What the task asks: Please find the number of lines in the material below where the string "your" occurs, and give only that number.
>>>>>
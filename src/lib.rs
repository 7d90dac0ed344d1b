//! # Wicket - a shared-configuration HTTP gateway
//!
//! Wicket is a thin, type-safe convenience layer over an HTTP engine. It
//! holds process-wide request configuration — a base URL and a set of
//! default headers — and dispatches individual requests with per-call
//! overrides, reshaping each response into one of three shapes: raw bytes,
//! an untyped JSON document, or a strongly-typed decoded value.
//!
//! ## Quick Start
//!
//! ```no_run
//! use serde::Deserialize;
//! use serde_json::json;
//! use wicket::{Gateway, RequestSpec};
//!
//! #[derive(Deserialize)]
//! struct User {
//!     id: u64,
//!     name: String,
//! }
//!
//! #[tokio::main]
//! async fn main() -> Result<(), wicket::Error> {
//!     // Configure the gateway once
//!     let gateway = Gateway::builder()
//!         .base_url("https://api.example.com")
//!         .default_header("Authorization", "Bearer token")
//!         .build();
//!
//!     // Typed GET request
//!     let user: User = gateway.get("/users/123", Default::default()).await?;
//!     println!("User: {}", user.name);
//!
//!     // Untyped document with query parameters
//!     let spec = RequestSpec::get("/users")
//!         .with_param("page", json!(1))
//!         .with_param("active", json!(true));
//!     let page = gateway.request_document(spec).await?;
//!     println!("Response keys: {:?}", page.keys().collect::<Vec<_>>());
//!
//!     // POST with a JSON body built from a parameter map
//!     let created: User = gateway
//!         .request_typed(RequestSpec::post("/users").with_param("name", json!("Alice")))
//!         .await?;
//!     println!("Created user {}", created.id);
//!
//!     Ok(())
//! }
//! ```
//!
//! ## Features
//!
//! - **Shared configuration** - One base URL and default header set,
//!   safely shared across threads and mutable at runtime
//! - **Per-call overrides** - Custom headers merged over the defaults
//!   (per-call wins), or replacing them entirely
//! - **Three response shapes** - Raw bytes, untyped JSON documents, and
//!   typed decoding into your own structs
//! - **Parameter sanitization** - Opt-in filtering that drops empty-string
//!   values while keeping `0` and `false`
//! - **Multipart and binary uploads** - File attachments switch a request
//!   to multipart; raw byte uploads go through the same reshaping rules
//! - **Pluggable engine** - Network transmission is delegated to an
//!   [`engine::Engine`]; swap in your own for testing or a different
//!   transport
//! - **Structured logging** - Request/response logging with `tracing`
//!
//! Wicket deliberately does *not* retry, cache, pool beyond what the
//! engine provides, or time out requests — those concerns belong to the
//! engine. Every call is a single fire-and-forget request that resolves
//! exactly once.
//!
//! ## Error Handling
//!
//! Failures come back through the same `Result` channel as successes,
//! tagged by what went wrong, with raw response bodies preserved:
//!
//! ```no_run
//! use wicket::{Gateway, Error, RequestSpec};
//!
//! # async fn example() -> Result<(), Error> {
//! # let gateway = Gateway::builder().base_url("https://api.example.com").build();
//! match gateway.request_document(RequestSpec::get("/endpoint")).await {
//!     Ok(document) => println!("Success: {:?}", document),
//!     Err(Error::InvalidResponse { raw_response }) => {
//!         eprintln!("Not a JSON document: {}", raw_response);
//!     }
//!     Err(Error::Decode { raw_response, serde_error }) => {
//!         eprintln!("Decode failed: {}", serde_error);
//!         eprintln!("Raw response: {}", raw_response);
//!     }
//!     Err(Error::Engine(source)) => {
//!         eprintln!("Transport failure: {}", source);
//!     }
//!     Err(e) => eprintln!("Other error: {}", e),
//! }
//! # Ok(())
//! # }
//! ```

mod config;
pub mod engine;
mod error;
mod gateway;
pub mod params;
mod request;

pub use config::GatewayConfig;
pub use engine::{Engine, ReqwestEngine};
pub use error::{Error, Result};
pub use gateway::{Gateway, GatewayBuilder};
pub use params::{build_query_string, json_to_string, sanitize, Document, Params};
pub use request::{merge_headers, HeaderMode, RequestSpec, Target};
<<<<<
Response: 2